◆ About this task: Take every line from the data that has the word "pipeline" in it.
*** Dataset content ***
//! Shared test helpers for workspace crates.

use std::path::{Path, PathBuf};

/// Resolve the workspace root path.
pub fn workspace_root() -> PathBuf {
	let manifest_dir = Path::new(env!("CARGO_MANIFEST_DIR"));
	manifest_dir
		.join("..")
		.join("..")
		.canonicalize()
		.unwrap_or_else(|_| manifest_dir.join("..").join(".."))
}

/// Resolve a fixture path under `<workspace>/fixtures`.
pub fn fixture_path(name: &str) -> PathBuf {
	workspace_root().join("fixtures").join(name)
}

/// Read a fixture as text.
pub fn fixture_text(name: &str) -> String {
	let path = fixture_path(name);
	std::fs::read_to_string(&path).unwrap_or_else(|err| panic!("fixture {} unreadable: {err}", path.display()))
}

/// Read a fixture as JSON.
pub fn fixture_json(name: &str) -> serde_json::Value {
	serde_json::from_str(&fixture_text(name)).unwrap_or_else(|err| panic!("fixture {name} is not JSON: {err}"))
}
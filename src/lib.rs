#![allow(clippy::type_complexity)]
// Ultralytics 🚀 AGPL-3.0 License - https://ultralytics.com/license
pub mod config; // 计数配置参数
pub mod counting; // 越线计数 + 共享统计
pub mod detection; // 检测/跟踪适配层
pub mod error; // 错误类型
pub mod input; // 视频输入系统
pub mod pipeline; // 推理线程 + 推流 + 控制面
pub mod storage; // 计数事件持久化

pub use crate::config::{Args, CounterConfig, DisplayMode};
pub use crate::counting::{CrossingCounter, SharedStats, StatsSnapshot};
pub use crate::detection::{DetectAndTrack, Detection, ModelLoader};
pub use crate::error::{ControlError, DetectionFailure, DeviceError, ModelError, StartError};
pub use crate::pipeline::{CounterSystem, FrameBuffer, MjpegStream};
pub use crate::storage::{CrossingEvent, Direction, EventSink, JsonlSink, MemorySink, Summary};
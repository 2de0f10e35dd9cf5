/// 视频帧数据结构
/// Frame passed from the acquisition thread to the inference loop
use std::time::Instant;

use image::RgbImage;

/// 采集帧 (采集线程 → 推理线程)
///
/// 每次迭代内只在各阶段之间转交或复制, 不跨迭代保留
/// (FrameSource 的最新帧槽位除外).
#[derive(Clone, Debug)]
pub struct Frame {
    pub image: RgbImage,
    pub sequence: u64, // 采集序号
    pub captured_at: Instant,
}

impl Frame {
    pub fn new(image: RgbImage, sequence: u64) -> Self {
        Self {
            image,
            sequence,
            captured_at: Instant::now(),
        }
    }

    pub fn width(&self) -> u32 {
        self.image.width()
    }

    pub fn height(&self) -> u32 {
        self.image.height()
    }
}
***
◆ Response below:
pub mod pipeline; // 推理线程 + 推流 + 控制面
pub use crate::pipeline::{CounterSystem, FrameBuffer, MjpegStream};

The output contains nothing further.